*** Opening DATA EXTRACT ***

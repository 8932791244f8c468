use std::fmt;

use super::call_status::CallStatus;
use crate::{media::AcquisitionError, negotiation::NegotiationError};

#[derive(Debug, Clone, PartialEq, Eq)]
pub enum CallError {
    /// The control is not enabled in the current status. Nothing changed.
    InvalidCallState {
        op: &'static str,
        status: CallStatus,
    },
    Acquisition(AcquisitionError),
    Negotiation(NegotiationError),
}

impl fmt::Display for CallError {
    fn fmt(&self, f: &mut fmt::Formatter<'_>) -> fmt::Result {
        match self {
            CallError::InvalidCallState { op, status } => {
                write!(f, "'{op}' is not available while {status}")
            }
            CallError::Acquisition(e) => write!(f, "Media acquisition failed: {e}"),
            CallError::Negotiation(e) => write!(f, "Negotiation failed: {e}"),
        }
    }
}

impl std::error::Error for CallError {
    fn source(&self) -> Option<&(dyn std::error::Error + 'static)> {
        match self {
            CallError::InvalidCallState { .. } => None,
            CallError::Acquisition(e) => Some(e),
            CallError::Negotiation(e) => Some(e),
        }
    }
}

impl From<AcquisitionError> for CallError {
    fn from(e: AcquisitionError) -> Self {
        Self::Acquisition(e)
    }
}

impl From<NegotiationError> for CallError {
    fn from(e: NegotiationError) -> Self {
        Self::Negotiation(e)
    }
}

*** Closing DATA EXTRACT ***
*** Opening DATA EXTRACT ***

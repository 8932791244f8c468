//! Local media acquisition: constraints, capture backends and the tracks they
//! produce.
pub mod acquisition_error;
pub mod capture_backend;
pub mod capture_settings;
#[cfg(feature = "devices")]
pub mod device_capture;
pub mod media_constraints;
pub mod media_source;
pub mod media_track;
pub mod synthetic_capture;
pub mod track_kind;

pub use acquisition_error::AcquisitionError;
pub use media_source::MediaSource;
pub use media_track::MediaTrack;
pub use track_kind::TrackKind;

*** Closing DATA EXTRACT ***

AIM OF THE TASK:
Only a number is wanted here: the count of lines above that hold the word "write".

THE ANSWER:
3